= Exercise brief =
Scan the records below for the word "applied". Copy each line where it appears.

====== Recorded information ======

//! Configuration management for Gatekeeper.

use serde::{Deserialize, Serialize};

/// Main configuration for the admission-control core.
#[derive(Debug, Clone, Default, Serialize, Deserialize)]
pub struct GatewayConfig {
    /// Pipeline configuration (size limits, method allow-list, CORS, DDoS)
    #[serde(default)]
    pub pipeline: PipelineConfig,

    /// Rate limiting configuration
    #[serde(default)]
    pub rate_limiting: RateLimitingConfig,

    /// Default circuit breaker configuration
    #[serde(default)]
    pub breaker: BreakerConfig,
}

/// Pipeline configuration.
#[derive(Debug, Clone, Serialize, Deserialize)]
pub struct PipelineConfig {
    /// Maximum accepted request body size in bytes
    #[serde(default = "default_max_body_bytes")]
    pub max_body_bytes: usize,

    /// HTTP methods the gateway accepts at all
    #[serde(default = "default_allowed_methods")]
    pub allowed_methods: Vec<String>,

    /// CORS response header configuration
    #[serde(default)]
    pub cors: CorsConfig,

    /// DDoS heuristic configuration
    #[serde(default)]
    pub ddos: DdosConfig,
}

impl Default for PipelineConfig {
    fn default() -> Self {
        Self {
            max_body_bytes: default_max_body_bytes(),
            allowed_methods: default_allowed_methods(),
            cors: CorsConfig::default(),
            ddos: DdosConfig::default(),
        }
    }
}

fn default_max_body_bytes() -> usize {
    1024 * 1024
}

fn default_allowed_methods() -> Vec<String> {
    ["GET", "POST", "PUT", "PATCH", "DELETE", "OPTIONS"]
        .iter()
        .map(|m| m.to_string())
        .collect()
}

/// CORS response header configuration.
#[derive(Debug, Clone, Serialize, Deserialize)]
pub struct CorsConfig {
    #[serde(default = "default_cors_origin")]
    pub allowed_origin: String,

    #[serde(default = "default_cors_methods")]
    pub allowed_methods: String,

    #[serde(default = "default_cors_headers")]
    pub allowed_headers: String,
}

impl Default for CorsConfig {
    fn default() -> Self {
        Self {
            allowed_origin: default_cors_origin(),
            allowed_methods: default_cors_methods(),
            allowed_headers: default_cors_headers(),
        }
    }
}

fn default_cors_origin() -> String {
    "*".to_string()
}

fn default_cors_methods() -> String {
    "GET, POST, PUT, PATCH, DELETE, OPTIONS".to_string()
}

fn default_cors_headers() -> String {
    "Content-Type, Authorization, X-Api-Key".to_string()
}

/// DDoS heuristic: a dedicated high-threshold fixed window applied to the
/// caller's IP before authentication.
#[derive(Debug, Clone, Serialize, Deserialize)]
pub struct DdosConfig {
    /// Requests allowed per IP per window
    #[serde(default = "default_ddos_quota")]
    pub quota: u64,

    /// Window duration in milliseconds
    #[serde(default = "default_ddos_window_ms")]
    pub window_ms: u64,

    /// IPs exempt from the heuristic
    #[serde(default)]
    pub ip_whitelist: Vec<String>,
}

impl Default for DdosConfig {
    fn default() -> Self {
        Self {
            quota: default_ddos_quota(),
            window_ms: default_ddos_window_ms(),
            ip_whitelist: Vec::new(),
        }
    }
}

fn default_ddos_quota() -> u64 {
    1000
}

fn default_ddos_window_ms() -> u64 {
    60_000
}

/// Rate limiting configuration.
#[derive(Debug, Clone, Serialize, Deserialize)]
pub struct RateLimitingConfig {
    /// Resolved-rule cache TTL in seconds
    #[serde(default = "default_rule_cache_ttl")]
    pub rule_cache_ttl_secs: u64,

    /// Process-local state cache TTL in seconds
    #[serde(default = "default_state_cache_ttl")]
    pub state_cache_ttl_secs: u64,

    /// Durable state retention in seconds
    #[serde(default = "default_state_retention")]
    pub state_retention_secs: u64,
}

impl Default for RateLimitingConfig {
    fn default() -> Self {
        Self {
            rule_cache_ttl_secs: default_rule_cache_ttl(),
            state_cache_ttl_secs: default_state_cache_ttl(),
            state_retention_secs: default_state_retention(),
        }
    }
}

fn default_rule_cache_ttl() -> u64 {
    300
}

fn default_state_cache_ttl() -> u64 {
    60
}

fn default_state_retention() -> u64 {
    86_400
}

/// Circuit breaker configuration, applied per guarded dependency.
#[derive(Debug, Clone, Serialize, Deserialize)]
pub struct BreakerConfig {
    /// Failures within the monitoring window before the circuit opens
    #[serde(default = "default_failure_threshold")]
    pub failure_threshold: u32,

    /// Consecutive half-open successes before the circuit closes
    #[serde(default = "default_success_threshold")]
    pub success_threshold: u32,

    /// Sliding window for failure counting, in milliseconds
    #[serde(default = "default_monitoring_window_ms")]
    pub monitoring_window_ms: u64,

    /// Time the circuit stays open before probing, in milliseconds
    #[serde(default = "default_recovery_timeout_ms")]
    pub recovery_timeout_ms: u64,

    /// Per-call timeout, in milliseconds. Independent of (and normally
    /// shorter than) the recovery timeout.
    #[serde(default = "default_call_timeout_ms")]
    pub call_timeout_ms: u64,
}

impl Default for BreakerConfig {
    fn default() -> Self {
        Self {
            failure_threshold: default_failure_threshold(),
            success_threshold: default_success_threshold(),
            monitoring_window_ms: default_monitoring_window_ms(),
            recovery_timeout_ms: default_recovery_timeout_ms(),
            call_timeout_ms: default_call_timeout_ms(),
        }
    }
}

fn default_failure_threshold() -> u32 {
    5
}

fn default_success_threshold() -> u32 {
    3
}

fn default_monitoring_window_ms() -> u64 {
    60_000
}

fn default_recovery_timeout_ms() -> u64 {
    30_000
}

fn default_call_timeout_ms() -> u64 {
    5_000
}

impl GatewayConfig {
    /// Load configuration from a YAML file path.
    pub fn from_file(path: &str) -> crate::error::Result<Self> {
        let contents = std::fs::read_to_string(path)?;
        let config: GatewayConfig = serde_yaml::from_str(&contents)
            .map_err(|e| crate::error::GatewayError::Configuration(e.to_string()))?;
        Ok(config)
    }
}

======

= Written answer =
/// DDoS heuristic: a dedicated high-threshold fixed window applied to the
/// Circuit breaker configuration, applied per guarded dependency.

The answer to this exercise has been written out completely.